CRISPR in the clinic
Killing cancer cells is the goal of the first human trial using CRISPR, which began in China in October 2016 and is ongoing. CRISPR is being used to switch off a gene called PD-1, which usually suppresses anti-tumour immunity and allows cancer cells to persist. Disabling this gene will release the brakes in immune cells, allowing them to become activated and destroy the cancer.
New Scientist recently reported that as many as 20 human trials involving CRISPR gene editing will be underway soon. In the PD-1 trial mentioned above, cells are edited outside of the patient and then inserted back in, however it is also possible to edit cells directly inside the body. Another on-going trial is for a HPV treatment gel, which when applied should be able to specifically delete HPV DNA from infected cells in the body. Left unchecked, HPV can cause cells to become cancerous.
Potential problems and possible solutions
A key limitation of CRISPR is the potential for so-called off-target effects. This is basically when the Cas9 enzyme cuts the wrong gene, for example a gene that happens to look similar to the target gene. This is not a trivial issue as editing the wrong gene in a patient could have serious consequences. It is for this reason that scientists have been working hard to find ways of limiting the off-target effects of CRISPR, for instance by modifying the Cas9 enzyme so that it becomes 'fussier' about where it cuts. As with any new treatment, the benefits of CRISPR will ultimately have to be weighed against the potential risk of off-target effects.
As the technology develops and improves, the ethical concerns around gene editing will also need to be addressed. In reference to CRISPR and gene editing, John Dupre, chair of the Nuffield Council for Bioethics and Professor of Philosophy of Science at the University of Exeter told the BBC that “It is highly desirable to involve the ethical and regulatory considerations as early as possible in the development of a possible transformational technique.”

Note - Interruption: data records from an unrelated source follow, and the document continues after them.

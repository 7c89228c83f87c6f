//! CloudWatch Logs Client Wrapper
//!
//! The [`LogSource`] trait is the seam between the pipeline and CloudWatch
//! Logs; [`CloudWatchLogsClient`] is its SDK-backed implementation.

#![warn(clippy::all, rust_2018_idioms)]

use async_trait::async_trait;
use aws_sdk_cloudwatchlogs as cloudwatchlogs;
use aws_sdk_cloudwatchlogs::types::OrderBy;

use crate::app::error::{InsightsError, Result};

use super::types::{LogEvent, LogGroupIdentifier, LogQueryResult, LogStream, QueryOptions};

/// Read access to log streams and their events
#[async_trait]
pub trait LogSource: Send + Sync {
    /// List streams of a group, newest last-event-time first, at most `limit`
    async fn describe_latest_streams(
        &self,
        log_group: &LogGroupIdentifier,
        limit: i32,
    ) -> Result<Vec<LogStream>>;

    /// Fetch one page of events from a stream
    async fn get_log_events(
        &self,
        log_group: &LogGroupIdentifier,
        log_stream: &str,
        options: QueryOptions,
    ) -> Result<LogQueryResult>;
}

/// CloudWatch Logs client wrapper
#[derive(Clone, Debug)]
pub struct CloudWatchLogsClient {
    client: cloudwatchlogs::Client,
}

impl CloudWatchLogsClient {
    /// Wrap an already configured SDK client
    pub fn new(client: cloudwatchlogs::Client) -> Self {
        Self { client }
    }

    /// Build the SDK client from a shared AWS config
    pub fn from_conf(aws_config: &aws_config::SdkConfig) -> Self {
        trace_debug!(
            "Creating CloudWatch Logs client for region {:?}",
            aws_config.region()
        );
        Self::new(cloudwatchlogs::Client::new(aws_config))
    }
}

#[async_trait]
impl LogSource for CloudWatchLogsClient {
    async fn describe_latest_streams(
        &self,
        log_group: &LogGroupIdentifier,
        limit: i32,
    ) -> Result<Vec<LogStream>> {
        trace_debug!(
            "DescribeLogStreams group={} order_by=LastEventTime descending=true limit={}",
            log_group.api_identifier(),
            limit
        );

        let response = self
            .client
            .describe_log_streams()
            .log_group_identifier(log_group.api_identifier())
            .order_by(OrderBy::LastEventTime)
            .descending(true)
            .limit(limit)
            .send()
            .await
            .map_err(|e| InsightsError::transport("DescribeLogStreams", e))?;

        let streams = response
            .log_streams
            .unwrap_or_default()
            .into_iter()
            .filter_map(|stream| {
                stream
                    .log_stream_name
                    .map(|name| LogStream::new(name, stream.last_event_timestamp))
            })
            .collect();

        Ok(streams)
    }

    async fn get_log_events(
        &self,
        log_group: &LogGroupIdentifier,
        log_stream: &str,
        options: QueryOptions,
    ) -> Result<LogQueryResult> {
        trace_debug!(
            "GetLogEvents group={} stream={} options={:?}",
            log_group.api_identifier(),
            log_stream,
            options
        );

        let mut request = self
            .client
            .get_log_events()
            .log_group_identifier(log_group.api_identifier())
            .log_stream_name(log_stream)
            .start_from_head(options.start_from_head);

        if let Some(limit) = options.limit {
            request = request.limit(limit);
        }

        let response = request
            .send()
            .await
            .map_err(|e| InsightsError::transport("GetLogEvents", e))?;

        let events = response
            .events
            .unwrap_or_default()
            .into_iter()
            .map(|event| {
                LogEvent::new(
                    event.timestamp.unwrap_or(0),
                    event.message.unwrap_or_default(),
                )
            })
            .collect();

        Ok(LogQueryResult::new(events, response.next_forward_token))
    }
}
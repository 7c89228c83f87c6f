#![warn(clippy::all, rust_2018_idioms)]

/// Tracing macros that prefix every message with its `[file:line]` origin.
/// The log file is the only place diagnostics go; stdout is reserved for
/// command output.
#[macro_export]
macro_rules! trace_debug {
    ($($arg:tt)*) => {
        tracing::debug!("[{}:{}] {}", file!(), line!(), format!($($arg)*));
    };
}

#[macro_export]
macro_rules! trace_info {
    ($($arg:tt)*) => {
        tracing::info!("[{}:{}] {}", file!(), line!(), format!($($arg)*));
    };
}

#[macro_export]
macro_rules! trace_warn {
    ($($arg:tt)*) => {
        tracing::warn!("[{}:{}] {}", file!(), line!(), format!($($arg)*));
    };
}

#[macro_export]
macro_rules! trace_error {
    ($($arg:tt)*) => {
        tracing::error!("[{}:{}] {}", file!(), line!(), format!($($arg)*));
    };
}

/*
Log level guidelines:

DEBUG: request parameters, SDK client construction, payload sizes
INFO:  one line per pipeline stage (stream found, events fetched, model answered)
WARN:  lenient fallbacks (a response with no text in its first content block)
ERROR: the failure that ends a command, logged once at the command boundary

Example output:
  [src/app/insights.rs:58] Identified log stream 2024/05/01/[$LATEST]abc in /aws/lambda/fn
*/
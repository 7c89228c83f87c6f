//! Error taxonomy for the insights pipeline.

#![warn(clippy::all, rust_2018_idioms)]

use std::path::PathBuf;
use thiserror::Error;

/// Boxed underlying failure carried by [`InsightsError::Transport`]
pub type BoxError = Box<dyn std::error::Error + Send + Sync + 'static>;

pub type Result<T> = std::result::Result<T, InsightsError>;

#[derive(Error, Debug)]
pub enum InsightsError {
    /// The log group has no streams at all
    #[error("no log streams found for the given log group identifier: {log_group}")]
    NotFound { log_group: String },

    /// The stream exists but the fetched window holds no events
    #[error("unable to pull any events from the log {log_group}/{log_stream}")]
    EmptyResult {
        log_group: String,
        log_stream: String,
    },

    /// The model answered with something other than `{ "content": [ ... ] }`
    #[error("malformed model response: {reason}")]
    MalformedResponse { reason: String },

    /// Any SDK, network or service failure, passed through untouched
    #[error("{operation} request failed")]
    Transport {
        operation: &'static str,
        #[source]
        source: BoxError,
    },

    #[error("invalid argument: {0}")]
    InvalidArgument(String),

    #[error("failed to load config file {path}: {reason}")]
    Config { path: PathBuf, reason: String },
}

impl InsightsError {
    pub fn transport<E>(operation: &'static str, source: E) -> Self
    where
        E: Into<BoxError>,
    {
        Self::Transport {
            operation,
            source: source.into(),
        }
    }

    pub fn malformed(reason: impl Into<String>) -> Self {
        Self::MalformedResponse {
            reason: reason.into(),
        }
    }

    /// Short machine-friendly name of the error kind, used in log lines
    pub fn kind(&self) -> &'static str {
        match self {
            Self::NotFound { .. } => "not_found",
            Self::EmptyResult { .. } => "empty_result",
            Self::MalformedResponse { .. } => "malformed_response",
            Self::Transport { .. } => "transport",
            Self::InvalidArgument(_) => "invalid_argument",
            Self::Config { .. } => "config",
        }
    }
}
//! CloudWatch Logs Integration Module
//!
//! Finds the newest stream of a log group and renders its latest events as
//! prompt-ready text.
//!
//! ## Usage
//!
//! ```rust,no_run
//! use cwai::app::data_plane::cloudwatch_logs::{
//!     fetch_recent_events, find_most_recent_stream, CloudWatchLogsClient, LogGroupIdentifier,
//! };
//!
//! # async fn example(aws_config: aws_config::SdkConfig) -> cwai::Result<()> {
//! let client = CloudWatchLogsClient::from_conf(&aws_config);
//! let group = LogGroupIdentifier::parse("/aws/lambda/my-function")?;
//!
//! let stream = find_most_recent_stream(&client, &group).await?;
//! let text = fetch_recent_events(&client, &group, &stream).await?;
//! println!("{}", text);
//! # Ok(())
//! # }
//! ```

#![warn(clippy::all, rust_2018_idioms)]

pub mod client;
pub mod fetcher;
pub mod locator;
pub mod types;

// Re-export commonly used types
pub use client::{CloudWatchLogsClient, LogSource};
pub use fetcher::{fetch_recent_events, render_events};
pub use locator::{find_most_recent_stream, pick_most_recent};
pub use types::{
    LogEvent, LogGroupIdentifier, LogQueryResult, LogStream, QueryOptions, RECENT_EVENT_LIMIT,
};
//! Configuration for the GameGateway

use crate::error::{GatewayError, GatewayResult};
use serde::{Deserialize, Serialize};
use std::net::SocketAddr;
use std::path::Path;

/// Shipped operator key; only acceptable in development
pub const PLACEHOLDER_API_KEY: &str = "change-me";

/// Main configuration for the GameGateway
#[derive(Debug, Clone, Serialize, Deserialize, Default)]
pub struct GatewayConfig {
    /// Server configuration
    pub server: ServerConfig,

    /// Site identity used for provider credentials
    pub site: SiteConfig,

    /// Buffalo provider configuration
    pub provider: ProviderConfig,

    /// Operator authentication
    pub auth: AuthConfig,
}

/// Server configuration
#[derive(Debug, Clone, Serialize, Deserialize)]
pub struct ServerConfig {
    /// Host to bind to
    pub host: String,

    /// Port to bind to
    pub port: u16,
}

/// Site identity
#[derive(Debug, Clone, Serialize, Deserialize)]
pub struct SiteConfig {
    /// Three-character UID prefix
    pub prefix: String,

    /// Site URL mixed into UID padding and tokens
    pub url: String,

    /// Fixed label appended when deriving tokens
    pub token_label: String,
}

/// Buffalo provider configuration
#[derive(Debug, Clone, Serialize, Deserialize)]
pub struct ProviderConfig {
    /// Base URL of the game launcher
    pub launch_base_url: String,

    /// Provider game id passed on launch
    pub game_id: u32,

    /// Lobby URL used when the caller gives none
    pub default_lobby_url: String,
}

/// Operator authentication
#[derive(Debug, Clone, Serialize, Deserialize)]
pub struct AuthConfig {
    /// Value expected in the `x-api-key` header of operator endpoints
    pub operator_api_key: String,
}

impl Default for ServerConfig {
    fn default() -> Self {
        Self { host: "0.0.0.0".to_string(), port: 8080 }
    }
}

impl Default for SiteConfig {
    fn default() -> Self {
        Self {
            prefix: "gcc".to_string(),
            url: "https://ag.goldencitycasino123.site".to_string(),
            token_label: "buffalo-persistent-token".to_string(),
        }
    }
}

impl Default for ProviderConfig {
    fn default() -> Self {
        Self {
            launch_base_url: "http://prime7.wlkfkskakdf.com/".to_string(),
            game_id: 23,
            default_lobby_url: "https://africanbuffalo.vip".to_string(),
        }
    }
}

impl Default for AuthConfig {
    fn default() -> Self {
        Self { operator_api_key: PLACEHOLDER_API_KEY.to_string() }
    }
}

impl AuthConfig {
    /// Whether the operator key is still the shipped placeholder
    pub fn is_placeholder(&self) -> bool {
        self.operator_api_key.trim() == PLACEHOLDER_API_KEY
    }
}

impl GatewayConfig {
    /// Get the server address
    pub fn server_addr(&self) -> GatewayResult<SocketAddr> {
        format!("{}:{}", self.server.host, self.server.port)
            .parse()
            .map_err(|e| GatewayError::Config(format!("Invalid server address: {}", e)))
    }

    /// Load configuration from file
    pub fn load_from_file(path: impl AsRef<Path>) -> GatewayResult<Self> {
        let content = std::fs::read_to_string(path.as_ref())
            .map_err(|e| GatewayError::Config(format!("Failed to read config: {}", e)))?;
        let config: GatewayConfig = toml::from_str(&content)
            .map_err(|e| GatewayError::Config(format!("Failed to parse config: {}", e)))?;
        config.validate()?;
        Ok(config)
    }

    /// Save configuration to file
    pub fn save_to_file(&self, path: impl AsRef<Path>) -> GatewayResult<()> {
        let content = toml::to_string_pretty(self)
            .map_err(|e| GatewayError::Config(format!("Failed to serialize config: {}", e)))?;
        std::fs::write(path.as_ref(), content)
            .map_err(|e| GatewayError::Config(format!("Failed to write config: {}", e)))?;
        Ok(())
    }

    pub fn validate(&self) -> GatewayResult<()> {
        if self.site.prefix.len() != crate::uid::PREFIX_LEN
            || !self.site.prefix.bytes().all(|b| b.is_ascii_alphanumeric())
        {
            return Err(GatewayError::Config(format!(
                "site.prefix must be {} ASCII alphanumeric characters",
                crate::uid::PREFIX_LEN
            )));
        }
        if self.site.url.is_empty() {
            return Err(GatewayError::Config("site.url must not be empty".to_string()));
        }
        if self.auth.operator_api_key.trim().is_empty() {
            return Err(GatewayError::Config("auth.operator_api_key must not be empty".to_string()));
        }
        if self.provider.launch_base_url.is_empty() {
            return Err(GatewayError::Config(
                "provider.launch_base_url must not be empty".to_string(),
            ));
        }
        Ok(())
    }
}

It has been over a year since scientists in the UK were first granted permission by the UK Human Fertilisation and Embryology Authority (HFEA) to edit genes in human embryos for research purposes. Since then several studies have been conducted and early results have found that CRISPR is more effective in normal embryos as compared with non-viable embryos that could not develop into children. However, further research will be necessary to determine whether the success rate of this technique is high enough to justify its use in the clinic.
Looking to the future
It is also worth emphasising that in addition to medical applications, CRISPR provides an invaluable tool for biomedical researchers who investigate cellular processes in health and disease. The number of CRISPR trials is growing and early results are promising. As this technology develops, it will be important for scientists, clinicians and ethicists to continue working closely in deciding how best to implement novel treatments. Gene editing with CRISPR and similar technologies offers a bright future not only for the treatment of single gene disorders but for a wide range of diseases including infectious diseases and cancer.